Democrats just don’t have any ideas with legs, however: single-payer and Medicare-for-all are increasingly viewed as politically unacceptable alternatives by most observers. As John C. Goodman notes at the last link, Medicare is already an actuarial and financial nightmare. Another program of the like to replace existing coverage that most voters would like to keep is not a position likely to win elections. Here is Goodman:
“So, the Democrats’ dilemma is: (1) they are not getting any electoral advantage from Obamacare, (2) they can’t afford to criticize it for fear of upsetting their base and (3) they don’t have an acceptable solution in any event.“
So perhaps we have conditions that might foster a compromise, at least one that could win enough votes to fix the insurance markets. Goodman contends that a plan originally attributable to John McCain, and now in the form of the Pete Sessions/Bill Cassidy-sponsored Patient Freedom Act, could be the answer. It would create something like a Universal Basic Health Allowance, in the form of a tax credit, funded by eliminating all current federal spending on health care (excluding Medicare and Medicaid). Those with pre-existing conditions would purchase coverage the same way as others, but the plan would give insurers a strong incentive to retain them. According to Goodman, a “health status risk adjustment” would assure actuarially-fair pricing by forcing an existing insurer to pay the adjustment to a new insurer when sick individuals change their insurance plans.

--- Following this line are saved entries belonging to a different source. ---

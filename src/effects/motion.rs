use crate::animation::ease::eased_progress;
use crate::assets::loader::resize_lanczos;
use crate::foundation::core::Frame;
use crate::foundation::error::{ReelError, ReelResult};
use crate::foundation::math::lerp;

/// Zoom factor used when none is configured.
pub const DEFAULT_ZOOM_AMOUNT: f64 = 1.15;
/// Largest accepted zoom factor.
pub const MAX_ZOOM_AMOUNT: f64 = 1.5;

/// Direction of the Ken Burns zoom.
#[derive(Clone, Copy, Debug, PartialEq, Eq, serde::Serialize, serde::Deserialize)]
#[serde(rename_all = "lowercase")]
pub enum ZoomDirection {
    /// Start at 1.0, end at `zoom_amount`.
    In,
    /// Start at `zoom_amount`, end at 1.0.
    Out,
}

/// Direction the crop window travels across the enlarged image.
#[derive(Clone, Copy, Debug, Default, PartialEq, Eq, serde::Serialize, serde::Deserialize)]
#[serde(rename_all = "lowercase")]
pub enum PanDirection {
    /// Centered, static crop.
    #[default]
    None,
    /// Window moves from the left edge to the right edge.
    Left,
    /// Window moves from the right edge to the left edge.
    Right,
    /// Window moves from the top edge to the bottom edge.
    Up,
    /// Window moves from the bottom edge to the top edge.
    Down,
}

/// Per-scene camera motion.
#[derive(Clone, Copy, Debug, PartialEq, serde::Serialize, serde::Deserialize)]
pub struct MotionSpec {
    /// Zoom in or out.
    pub zoom_direction: ZoomDirection,
    /// Peak zoom factor, in `(1.0, MAX_ZOOM_AMOUNT]`.
    #[serde(default = "default_zoom_amount")]
    pub zoom_amount: f64,
    /// Pan direction.
    #[serde(default)]
    pub pan_direction: PanDirection,
}

fn default_zoom_amount() -> f64 {
    DEFAULT_ZOOM_AMOUNT
}

impl MotionSpec {
    /// Build a spec.
    pub fn new(zoom_direction: ZoomDirection, zoom_amount: f64, pan_direction: PanDirection) -> Self {
        Self {
            zoom_direction,
            zoom_amount,
            pan_direction,
        }
    }

    /// The fixed catalog seeded selection draws from.
    pub fn catalog(zoom_amount: f64) -> [MotionSpec; 5] {
        use PanDirection as P;
        use ZoomDirection as Z;
        [
            Self::new(Z::In, zoom_amount, P::Left),
            Self::new(Z::In, zoom_amount, P::Right),
            Self::new(Z::Out, zoom_amount, P::None),
            Self::new(Z::In, zoom_amount, P::Up),
            Self::new(Z::In, zoom_amount, P::Down),
        ]
    }

    /// Reject zoom factors outside `(1.0, MAX_ZOOM_AMOUNT]`.
    pub fn validate(&self) -> ReelResult<()> {
        validate_zoom_amount(self.zoom_amount)
    }

    /// Zoom factor at eased progress `t`.
    pub fn scale_at(&self, t: f64) -> f64 {
        match self.zoom_direction {
            ZoomDirection::In => lerp(1.0, self.zoom_amount, t),
            ZoomDirection::Out => lerp(1.0, self.zoom_amount, 1.0 - t),
        }
    }
}

impl std::fmt::Display for MotionSpec {
    fn fmt(&self, f: &mut std::fmt::Formatter<'_>) -> std::fmt::Result {
        let zoom = match self.zoom_direction {
            ZoomDirection::In => "in",
            ZoomDirection::Out => "out",
        };
        let pan = match self.pan_direction {
            PanDirection::None => "none",
            PanDirection::Left => "left",
            PanDirection::Right => "right",
            PanDirection::Up => "up",
            PanDirection::Down => "down",
        };
        write!(f, "zoom={zoom} x{:.3} pan={pan}", self.zoom_amount)
    }
}

pub(crate) fn validate_zoom_amount(zoom_amount: f64) -> ReelResult<()> {
    if !zoom_amount.is_finite() || zoom_amount <= 1.0 || zoom_amount > MAX_ZOOM_AMOUNT {
        return Err(ReelError::configuration(format!(
            "zoom_amount must be in (1.0, {MAX_ZOOM_AMOUNT}], got {zoom_amount}"
        )));
    }
    Ok(())
}

/// Crop window into the enlarged image for one frame.
#[derive(Clone, Copy, Debug, PartialEq, Eq)]
pub struct CropWindow {
    /// Enlarged image width.
    pub enlarged_width: u32,
    /// Enlarged image height.
    pub enlarged_height: u32,
    /// Left edge of the window.
    pub x: u32,
    /// Top edge of the window.
    pub y: u32,
}

/// Ken Burns synthesizer for one still image.
///
/// Frames are rendered on demand by index so a caller can stream them.
#[derive(Debug)]
pub struct KenBurns<'a> {
    image: &'a Frame,
    spec: MotionSpec,
    frame_count: u64,
}

impl<'a> KenBurns<'a> {
    /// Create a synthesizer producing `frame_count` frames of `image`'s size.
    pub fn new(image: &'a Frame, spec: MotionSpec, frame_count: u64) -> ReelResult<Self> {
        spec.validate()?;
        Ok(Self {
            image,
            spec,
            frame_count,
        })
    }

    /// Number of frames this synthesizer produces.
    pub fn frame_count(&self) -> u64 {
        self.frame_count
    }

    /// Zoom factor of frame `i`.
    pub fn scale_at(&self, i: u64) -> f64 {
        self.spec.scale_at(eased_progress(i, self.frame_count, 0.0))
    }

    /// Enlarged size and crop offset of frame `i`.
    pub fn window_at(&self, i: u64) -> CropWindow {
        let t = eased_progress(i, self.frame_count, 0.0);
        let scale = self.spec.scale_at(t);
        let (w, h) = self.image.dimensions();

        let enlarged_width = ((f64::from(w) * scale).floor() as u32).max(w);
        let enlarged_height = ((f64::from(h) * scale).floor() as u32).max(h);
        let max_x = enlarged_width - w;
        let max_y = enlarged_height - h;
        let travel = |max: u32, t: f64| (f64::from(max) * t).floor() as u32;

        let (x, y) = match self.spec.pan_direction {
            PanDirection::None => (max_x / 2, max_y / 2),
            PanDirection::Left => (travel(max_x, t), max_y / 2),
            PanDirection::Right => (travel(max_x, 1.0 - t), max_y / 2),
            PanDirection::Up => (max_x / 2, travel(max_y, t)),
            PanDirection::Down => (max_x / 2, travel(max_y, 1.0 - t)),
        };

        CropWindow {
            enlarged_width,
            enlarged_height,
            x: x.min(max_x),
            y: y.min(max_y),
        }
    }

    /// Render frame `i`. Always the input image's size.
    pub fn render_frame(&self, i: u64) -> Frame {
        let (w, h) = self.image.dimensions();
        let win = self.window_at(i);
        if win.enlarged_width == w && win.enlarged_height == h {
            return self.image.clone();
        }

        let enlarged = resize_lanczos(self.image, win.enlarged_width, win.enlarged_height);
        let cropped = image::imageops::crop_imm(&enlarged, win.x, win.y, w, h).to_image();
        if cropped.dimensions() != (w, h) {
            return resize_lanczos(&cropped, w, h);
        }
        cropped
    }

    /// All frames in order, rendered lazily.
    pub fn frames(&self) -> impl Iterator<Item = Frame> + '_ {
        (0..self.frame_count).map(|i| self.render_frame(i))
    }
}

/// Expand `image` into `frame_count` Ken Burns frames.
///
/// `frame_count` of 0 or 1 yields exactly one frame, rendered at t = 0. That is the source itself
/// for zoom-in motion and a `zoom_amount` crop for zoom-out.
pub fn synthesize_ken_burns(
    image: &Frame,
    frame_count: u64,
    spec: MotionSpec,
) -> ReelResult<Vec<Frame>> {
    let kb = KenBurns::new(image, spec, frame_count.max(1))?;
    Ok(kb.frames().collect())
}

#[cfg(test)]
#[path = "../../tests/unit/effects/motion.rs"]
mod tests;
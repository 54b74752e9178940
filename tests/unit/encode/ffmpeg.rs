use super::*;

fn cfg(width: u32, height: u32, fps: u32) -> SinkConfig {
    SinkConfig {
        width,
        height,
        fps: Fps { num: fps, den: 1 },
    }
}

#[test]
fn config_validation_catches_bad_values() {
    assert!(validate_sink_config(&cfg(0, 10, 30)).is_err());
    assert!(validate_sink_config(&cfg(11, 10, 30)).is_err());
    assert!(validate_sink_config(&cfg(10, 7, 30)).is_err());
    assert!(validate_sink_config(&cfg(10, 10, 0)).is_err());
    assert!(validate_sink_config(&cfg(10, 10, 24)).is_ok());
}

#[test]
fn odd_size_is_an_encoding_error() {
    let err = validate_sink_config(&cfg(101, 100, 10)).unwrap_err();
    assert!(err.is_encoding());
    assert!(err.to_string().contains("101x100"));
}

#[test]
fn push_before_begin_is_rejected() {
    let mut sink = FfmpegSink::new(FfmpegSinkOpts::new("target/unit_ffmpeg/never.mp4"));
    let err = sink
        .push_frame(FrameIndex(0), &Frame::new(2, 2))
        .unwrap_err();
    assert!(err.is_encoding());
}

#[test]
fn ensure_parent_dir_creates_missing_directories() {
    let dir = PathBuf::from("target").join("unit_ffmpeg").join("nested");
    let _ = std::fs::remove_dir_all(&dir);
    ensure_parent_dir(&dir.join("out.mp4")).unwrap();
    assert!(dir.is_dir());
    ensure_parent_dir(Path::new("bare.mp4")).unwrap();
}

#[test]
fn encodes_short_clip_when_ffmpeg_available() {
    if !is_ffmpeg_on_path() {
        return;
    }
    let out = PathBuf::from("target").join("unit_ffmpeg").join("clip.mp4");
    let _ = std::fs::remove_file(&out);

    let mut sink = FfmpegSink::new(FfmpegSinkOpts::new(&out));
    sink.begin(cfg(16, 16, 10)).unwrap();
    for i in 0..5u8 {
        let frame = Frame::from_pixel(16, 16, image::Rgb([i * 40, 0, 0]));
        sink.push_frame(FrameIndex(u64::from(i)), &frame).unwrap();
    }
    sink.end(EndStatus::Completed).unwrap();
    assert!(out.exists());
    assert!(std::fs::metadata(&out).unwrap().len() > 0);
}

#[test]
fn abort_removes_partial_output_when_ffmpeg_available() {
    if !is_ffmpeg_on_path() {
        return;
    }
    let out = PathBuf::from("target").join("unit_ffmpeg").join("aborted.mp4");
    let _ = std::fs::remove_file(&out);

    let mut sink = FfmpegSink::new(FfmpegSinkOpts::new(&out));
    sink.begin(cfg(16, 16, 10)).unwrap();
    sink.push_frame(FrameIndex(0), &Frame::new(16, 16)).unwrap();
    sink.end(EndStatus::Aborted).unwrap();
    assert!(!out.exists());
}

The Sessions/Cassidy plan (and Goodman) describes a particular implementation of a more general concept called health status insurance, a good explanation of which is offered by John Cochrane:
“Market-based lifetime health insurance has two components: medical insurance and health-status insurance. Medical insurance covers your medical expenses in the current year, minus deductibles and copayments. Health-status insurance covers the risk that your medical insurance premiums will rise. If you get a long-term condition that moves you into a more expensive medical insurance premium category, health-status insurance pays you a lump sum large enough to cover your higher medical insurance premiums, with no change in out-of-pocket expenses.“
It would be a miracle if Congress can successfully grapple with the complexities of health care reform in the current legislative session. However, Trump’s executive orders have improved the odds that some kind of agreement can be negotiated to address the dilemma of the failing exchanges and coverage for pre-existing conditions. Let’s hope whatever they negotiate will leverage consumer choice and free markets. Trump’s orders are a step, but only one step, in reestablishing the patient/insured as a key decision maker in the allocation of health care resources.